In short, no. But in longer, well it's clearly related to insertion sort, but still no.

This algorithm does the same sequence of swaps that a swap-based insertion sort would do (there is also a move-based version of insertion sort which is more efficient in practice). So that's it, case closed? Actually no, because this algorithm keeps resetting the loop variable of the outer loop, which is a behaviour that is normally not part of insertion sort, and it changes it in a fundamental way.

In terms of number of swaps, this algorithm (unnamed as far as I'm aware) still makes O(n²) swaps in the worst case. But I think it makes O(n³) comparisons, which is significantly worse than insertion sort.

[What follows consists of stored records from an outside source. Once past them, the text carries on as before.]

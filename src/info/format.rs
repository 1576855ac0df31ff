// Renders an InfoResult into the HTML reply.

use super::{AdminEntry, InfoResult};
use html_escape::encode_text;
use std::fmt::Display;

/// Placeholder for any field that could not be determined.
pub const UNKNOWN: &str = "N/A";

const RULE: &str = "━━━━━━━━━━━━━━";

fn or_unknown<T: Display>(value: Option<T>) -> String {
    value
        .map(|v| encode_text(&v.to_string()).into_owned())
        .unwrap_or_else(|| UNKNOWN.to_string())
}

fn yes_no(flag: bool) -> &'static str {
    if flag { "Yes" } else { "No" }
}

fn admin_label(admin: &AdminEntry) -> String {
    format!("{} ({})", admin.name, admin.id)
}

fn admin_block(admins: Option<&[AdminEntry]>) -> String {
    match admins {
        Some(list) if !list.is_empty() => list
            .iter()
            .map(|a| format!("• {}", encode_text(&admin_label(a))))
            .collect::<Vec<_>>()
            .join("\n"),
        _ => UNKNOWN.to_string(),
    }
}

/// Fixed template; group-only fields show the unknown placeholder in private chats.
pub fn render_report(info: &InfoResult) -> String {
    let username = info.username.as_ref().map(|u| format!("@{u}"));
    let user_admin = info.is_admin.map(yes_no);
    let owner = info.owner.as_ref().map(admin_label);
    let join_date = info
        .join_date
        .map(|d| d.format("%Y-%m-%d %H:%M:%S").to_string());
    let permissions = info
        .permissions
        .as_ref()
        .and_then(|p| serde_json::to_string_pretty(p).ok());

    let mut out = String::new();
    out.push_str("<b>⚡️ Advanced Telegram Info Bot</b>\n\n");

    out.push_str(&format!("<b>👤 User Info</b>\n{RULE}\n"));
    out.push_str(&format!("<b>Name:</b> {}\n", encode_text(&info.full_name)));
    out.push_str(&format!("<b>Username:</b> {}\n", or_unknown(username)));
    out.push_str(&format!("<b>User ID:</b> <code>{}</code>\n", info.user_id));
    out.push_str(&format!("<b>Language:</b> {}\n", or_unknown(info.language.as_ref())));
    out.push_str(&format!("<b>Premium:</b> {}\n", yes_no(info.is_premium)));
    out.push_str(&format!("<b>Bot Account:</b> {}\n", yes_no(info.is_bot)));
    out.push_str(&format!("<b>Bio:</b> {}\n", or_unknown(info.bio.as_ref())));
    out.push_str(&format!("<b>Profile Photos:</b> {}\n", info.photo_count));
    out.push_str(&format!("<b>Account Age (Est):</b> {}\n", info.age.label()));
    out.push_str(&format!("<b>Safety Score:</b> {}/100\n\n", info.safety_score));

    out.push_str(&format!("<b>💬 Chat Info</b>\n{RULE}\n"));
    out.push_str(&format!("<b>Chat ID:</b> <code>{}</code>\n", info.chat_id));
    out.push_str(&format!("<b>Chat Type:</b> {}\n", info.chat_kind.as_str()));
    out.push_str(&format!("<b>Title:</b> {}\n", or_unknown(info.title.as_ref())));
    out.push_str(&format!("<b>Members:</b> {}\n", or_unknown(info.member_count)));
    out.push_str(&format!("<b>Invite Link:</b> {}\n\n", or_unknown(info.invite_link.as_ref())));

    out.push_str(&format!("<b>👮 Admin Info</b>\n{RULE}\n"));
    out.push_str(&format!("<b>User Admin:</b> {}\n", or_unknown(user_admin)));
    out.push_str(&format!("<b>Group Owner:</b> {}\n\n", or_unknown(owner)));

    out.push_str(&format!(
        "<b>👥 Admin List:</b>\n{}\n\n",
        admin_block(info.admins.as_deref())
    ));
    out.push_str(&format!("<b>⏳ Join Date:</b> {}\n\n", or_unknown(join_date)));
    out.push_str(&format!("<b>📌 Permissions:</b>\n<code>{}</code>", or_unknown(permissions)));

    out
}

Informally: let's assume the worst, that every next item is inserted all the way at the start of the sorted part of the array. Therefore, i is reset to zero after every insertion. Re-running the algorithm from zero up to the point where it just left off from takes O(n²) comparisons (but zero swaps, because the elements it's running over are already sorted), and since this happens n times, it's O(n³) comparisons in total. (to make that more proper I should say that the sum of i² from i=0 to i=n is a function of n contained in O(n³), but "informally"..)

Does it work though

Yes, but inefficiently.

What would make it insertion sort

If rather than changing i you instead compare and swap the positions j and j+1, the inner loop would do the same thing as it does now but without resetting i. That would make it an O(n²) algorithm that uses insertion as its strategy, so IMO that would qualify as insertion sort. Usually insertion sort is described having the inner loop stop when the comparison is false, but I don't think that continuing would make it not-insertion-sort, that would just make an inefficient implementation of insertion sort.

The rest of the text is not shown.